───── EXCERPTED RECORDS ─────

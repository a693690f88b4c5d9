mod details;
mod interaction;
mod labels;
mod view;

pub use details::{DetailsPanel, PortDetails, ROW_HEIGHT, StepDetails};
pub use interaction::{Modifiers, PointerEvent};
pub use labels::{PortLabel, label_width};
pub use view::{Bounds, ViewState};

use std::collections::hash_map::DefaultHasher;
use std::hash::{Hash, Hasher};

use indexmap::IndexSet;
use rand::rngs::StdRng;
use rand::{Rng, SeedableRng};
use serde::Serialize;
use tracing::{debug, warn};

use crate::config::Config;
use crate::ir::{Connection, WorkflowGraph};
use crate::layout::{compute_layout, Layout, NodeLayout};
use crate::ports::{self, input_ports, output_ports, port_coordinate, PortSide};
use crate::routing::{route_connection, Bias, ConnectionPath};

const PORT_HIT_SLOP: f32 = 3.0;
const TITLE_OFFSET: f32 = 30.0;
const TITLE_CHAR_WIDTH: f32 = 8.0;

/// What the pointer is currently doing to the scene.
#[derive(Debug, Clone, PartialEq, Default)]
pub enum Mode {
    #[default]
    Ready,
    Panning {
        origin: (f32, f32),
        start_pan: (f32, f32),
    },
    Dragging {
        node_id: String,
        origin: (f32, f32),
        node_start: (f32, f32),
        moved: bool,
    },
}

/// Topmost scene element under a screen point.
#[derive(Debug, Clone, PartialEq)]
pub enum Hit {
    DetailsClose,
    Panel,
    Port {
        node_id: String,
        port_id: String,
        side: PortSide,
    },
    Node(String),
    Background,
}

impl Hit {
    pub fn node_id(&self) -> Option<&str> {
        match self {
            Hit::Port { node_id, .. } => Some(node_id),
            Hit::Node(id) => Some(id),
            _ => None,
        }
    }
}

#[derive(Debug, Clone, Copy, PartialEq, Eq, Serialize)]
#[serde(rename_all = "lowercase")]
pub enum EdgeState {
    Normal,
    Highlighted,
    Dimmed,
}

/// A connection together with its current route. `path` is `None` when an
/// endpoint has no position.
#[derive(Debug, Clone, Serialize)]
pub struct SceneEdge {
    pub connection: Connection,
    pub path: Option<ConnectionPath>,
}

/// Port labels currently shown for the hovered node.
#[derive(Debug, Clone, PartialEq, Serialize)]
#[serde(rename_all = "camelCase")]
pub struct HoverLabels {
    pub node_id: String,
    pub labels: Vec<PortLabel>,
}

/// In-memory state of one rendered workflow. The SVG is produced from this
/// by [`crate::render::render_svg`]; nothing is ever read back from markup.
#[derive(Debug, Clone)]
pub struct Scene {
    pub graph: WorkflowGraph,
    pub layout: Layout,
    pub edges: Vec<SceneEdge>,
    pub view: ViewState,
    pub selection: IndexSet<String>,
    pub hover: Option<HoverLabels>,
    pub details: Option<DetailsPanel>,
    pub mode: Mode,
    pub bias: Bias,
    config: Config,
}

impl Scene {
    pub fn new(graph: WorkflowGraph, config: &Config) -> Self {
        let layout = compute_layout(&graph, &config.layout, &config.render);
        Self::with_layout(graph, layout, config)
    }

    /// Builds a scene from a precomputed layout. Nodes the layout does not
    /// place get a pseudo-random position derived from their id.
    pub fn with_layout(graph: WorkflowGraph, mut layout: Layout, config: &Config) -> Self {
        fill_missing_positions(&graph, &mut layout, config);
        let edges = graph
            .connections
            .iter()
            .map(|connection| SceneEdge {
                connection: connection.clone(),
                path: None,
            })
            .collect();
        let mut scene = Self {
            graph,
            layout,
            edges,
            view: ViewState::default(),
            selection: IndexSet::new(),
            hover: None,
            details: None,
            mode: Mode::Ready,
            bias: Bias::default(),
            config: config.clone(),
        };
        scene.reroute_all();
        scene.fit_to_content();
        debug!(
            nodes = scene.layout.nodes.len(),
            edges = scene.edges.len(),
            zoom = scene.view.zoom,
            "scene ready"
        );
        scene
    }

    pub fn config(&self) -> &Config {
        &self.config
    }

    pub fn canvas_size(&self) -> (f32, f32) {
        (self.config.render.width, self.config.render.height)
    }

    pub fn resize(&mut self, width: f32, height: f32) {
        self.config.render.width = width;
        self.config.render.height = height;
        self.refresh_labels();
    }

    pub fn position(&self, id: &str) -> Option<(f32, f32)> {
        self.layout.position(id)
    }

    pub fn node_radius(&self, id: &str) -> f32 {
        ports::node_radius(&self.graph, id, &self.config.ports)
    }

    pub fn visible_bounds(&self) -> Bounds {
        let (width, height) = self.canvas_size();
        self.view.visible_bounds(width, height)
    }

    fn route(&self, connection: &Connection) -> Option<ConnectionPath> {
        route_connection(&self.graph, &self.layout, connection, &self.config.ports, self.bias)
    }

    fn reroute_all(&mut self) {
        for idx in 0..self.edges.len() {
            let path = self.route(&self.edges[idx].connection);
            if path.is_none() {
                warn!(
                    from = %self.edges[idx].connection.from.id,
                    to = %self.edges[idx].connection.to.id,
                    "connection endpoint has no position, edge skipped"
                );
            }
            self.edges[idx].path = path;
        }
    }

    /// Re-routes only the edges touching `node_id`; returns how many.
    fn reroute_node(&mut self, node_id: &str) -> usize {
        let mut count = 0;
        for idx in 0..self.edges.len() {
            if self.edges[idx].connection.touches(node_id) {
                let path = self.route(&self.edges[idx].connection);
                self.edges[idx].path = path;
                count += 1;
            }
        }
        count
    }

    /// Moves a node centre and updates its edges and hover labels.
    pub fn move_node(&mut self, node_id: &str, x: f32, y: f32) -> bool {
        if !self.layout.set_position(node_id, x, y) {
            return false;
        }
        self.reroute_node(node_id);
        if self.hover.as_ref().is_some_and(|h| h.node_id == node_id) {
            self.refresh_labels();
        }
        true
    }

    pub fn select_node(&mut self, node_id: &str, additive: bool) {
        if !additive {
            self.selection.clear();
        }
        self.selection.insert(node_id.to_string());
    }

    /// Drops every selected node; returns whether anything was selected.
    pub fn clear_selection(&mut self) -> bool {
        let had_selection = !self.selection.is_empty();
        self.selection.clear();
        had_selection
    }

    pub fn is_selected(&self, node_id: &str) -> bool {
        self.selection.contains(node_id)
    }

    pub fn edge_state(&self, edge: &SceneEdge) -> EdgeState {
        if self.selection.is_empty() {
            EdgeState::Normal
        } else if self.selection.iter().any(|id| edge.connection.touches(id)) {
            EdgeState::Highlighted
        } else {
            EdgeState::Dimmed
        }
    }

    /// Scene-space box around node circles, titles and edge control hulls.
    pub fn content_bounds(&self) -> Bounds {
        let mut bounds = Bounds::empty();
        for node in self.layout.nodes.values() {
            let r = self.node_radius(&node.id);
            bounds.include_circle(node.x, node.y, r);
            let title = self.graph.node_label(&node.id).unwrap_or(node.id.as_str());
            let half = title.chars().count() as f32 * TITLE_CHAR_WIDTH / 2.0;
            let baseline = node.y + r + TITLE_OFFSET;
            bounds.include(node.x - half, baseline - self.config.theme.title_font_size);
            bounds.include(node.x + half, baseline + 4.0);
        }
        for edge in &self.edges {
            if let Some(path) = &edge.path {
                for (x, y) in path.points() {
                    bounds.include(x, y);
                }
            }
        }
        bounds
    }

    pub fn fit_to_content(&mut self) {
        let bounds = self.content_bounds();
        let (width, height) = self.canvas_size();
        self.view.fit(&bounds, width, height, &self.config.view);
        self.refresh_labels();
    }

    pub fn zoom(&mut self, factor: f32) {
        self.view.zoom_by(factor, &self.config.view);
        self.refresh_labels();
    }

    pub fn reset_view(&mut self) {
        self.view = ViewState::default();
        self.fit_to_content();
    }

    /// Recomputes the layered layout, discarding manual moves.
    pub fn auto_layout(&mut self) {
        let mut layout = compute_layout(&self.graph, &self.config.layout, &self.config.render);
        fill_missing_positions(&self.graph, &mut layout, &self.config);
        self.layout = layout;
        self.reroute_all();
        self.fit_to_content();
    }

    pub fn hit_test(&self, x: f32, y: f32) -> Hit {
        let (sx, sy) = self.view.to_scene(x, y);
        if let Some(panel) = &self.details {
            if panel.hits_close(sx, sy) {
                return Hit::DetailsClose;
            }
            if panel.contains(sx, sy) {
                return Hit::Panel;
            }
        }

        let handle = self.config.ports.handle_radius + PORT_HIT_SLOP;
        for node in self.layout.nodes.values().rev() {
            for side in [PortSide::Input, PortSide::Output] {
                for port_id in ports::port_ids(&self.graph, &node.id, side) {
                    let Some((px, py)) =
                        port_coordinate(&self.graph, &node.id, (node.x, node.y), port_id, side, &self.config.ports)
                    else {
                        continue;
                    };
                    if (sx - px).hypot(sy - py) <= handle {
                        return Hit::Port {
                            node_id: node.id.clone(),
                            port_id: port_id.to_string(),
                            side,
                        };
                    }
                }
            }
            if (sx - node.x).hypot(sy - node.y) <= self.node_radius(&node.id) {
                return Hit::Node(node.id.clone());
            }
        }
        Hit::Background
    }

    pub fn show_labels(&mut self, node_id: &str) {
        let Some(center) = self.position(node_id) else {
            return;
        };
        let visible = self.visible_bounds();
        let labels = input_ports(&self.graph, node_id)
            .into_iter()
            .chain(output_ports(&self.graph, node_id))
            .filter_map(|port| {
                let anchor = port_coordinate(&self.graph, node_id, center, &port.id, port.side, &self.config.ports)?;
                Some(PortLabel::new(&port, anchor, &visible))
            })
            .collect();
        self.hover = Some(HoverLabels {
            node_id: node_id.to_string(),
            labels,
        });
    }

    pub fn hide_labels(&mut self) -> bool {
        self.hover.take().is_some()
    }

    /// Repositions the shown labels without rebuilding them.
    fn refresh_labels(&mut self) {
        let visible = self.visible_bounds();
        let Some(hover) = self.hover.as_mut() else {
            return;
        };
        let Some(center) = self.layout.position(&hover.node_id) else {
            return;
        };
        for label in &mut hover.labels {
            if let Some(anchor) = port_coordinate(
                &self.graph,
                &hover.node_id,
                center,
                &label.port_id,
                label.side,
                &self.config.ports,
            ) {
                label.place(anchor, &visible);
            }
        }
    }

    pub fn show_step_details(&mut self, node_id: &str) -> bool {
        let Some(center) = self.position(node_id) else {
            return false;
        };
        match StepDetails::new(&self.graph, node_id, center) {
            Some(panel) => {
                self.details = Some(DetailsPanel::Step(panel));
                true
            }
            None => false,
        }
    }

    pub fn show_port_details(&mut self, node_id: &str, port_id: &str, side: PortSide) -> bool {
        let Some(center) = self.position(node_id) else {
            return false;
        };
        let candidates = match side {
            PortSide::Input => input_ports(&self.graph, node_id),
            PortSide::Output => output_ports(&self.graph, node_id),
        };
        let Some(port) = candidates.into_iter().find(|p| p.id == port_id) else {
            return false;
        };
        let radius = self.node_radius(node_id);
        self.details = Some(DetailsPanel::Port(PortDetails::new(node_id, port, center, radius)));
        true
    }

    pub fn close_details(&mut self) -> bool {
        self.details.take().is_some()
    }
}

fn fallback_position(id: &str) -> (f32, f32) {
    let mut hasher = DefaultHasher::new();
    id.hash(&mut hasher);
    let mut rng = StdRng::seed_from_u64(hasher.finish());
    (
        100.0 + rng.random::<f32>() * 200.0,
        100.0 + rng.random::<f32>() * 100.0,
    )
}

fn fill_missing_positions(graph: &WorkflowGraph, layout: &mut Layout, config: &Config) {
    for (id, kind) in graph.nodes() {
        if layout.nodes.contains_key(id) {
            continue;
        }
        let (x, y) = fallback_position(id);
        warn!(node = id, x, y, "node has no layout position, using fallback");
        layout.nodes.insert(
            id.to_string(),
            NodeLayout {
                id: id.to_string(),
                kind,
                level: 0,
                x,
                y,
                width: config.layout.node_width,
                height: config.layout.node_height,
            },
        );
    }
}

─────

§ **EXERCISE INSTRUCTIONS**: Your answer should consist of copies of the lines above that include the string "const".

§ **TASK OUTPUT**:
const PORT_HIT_SLOP: f32 = 3.0;
const TITLE_OFFSET: f32 = 30.0;
const TITLE_CHAR_WIDTH: f32 = 8.0;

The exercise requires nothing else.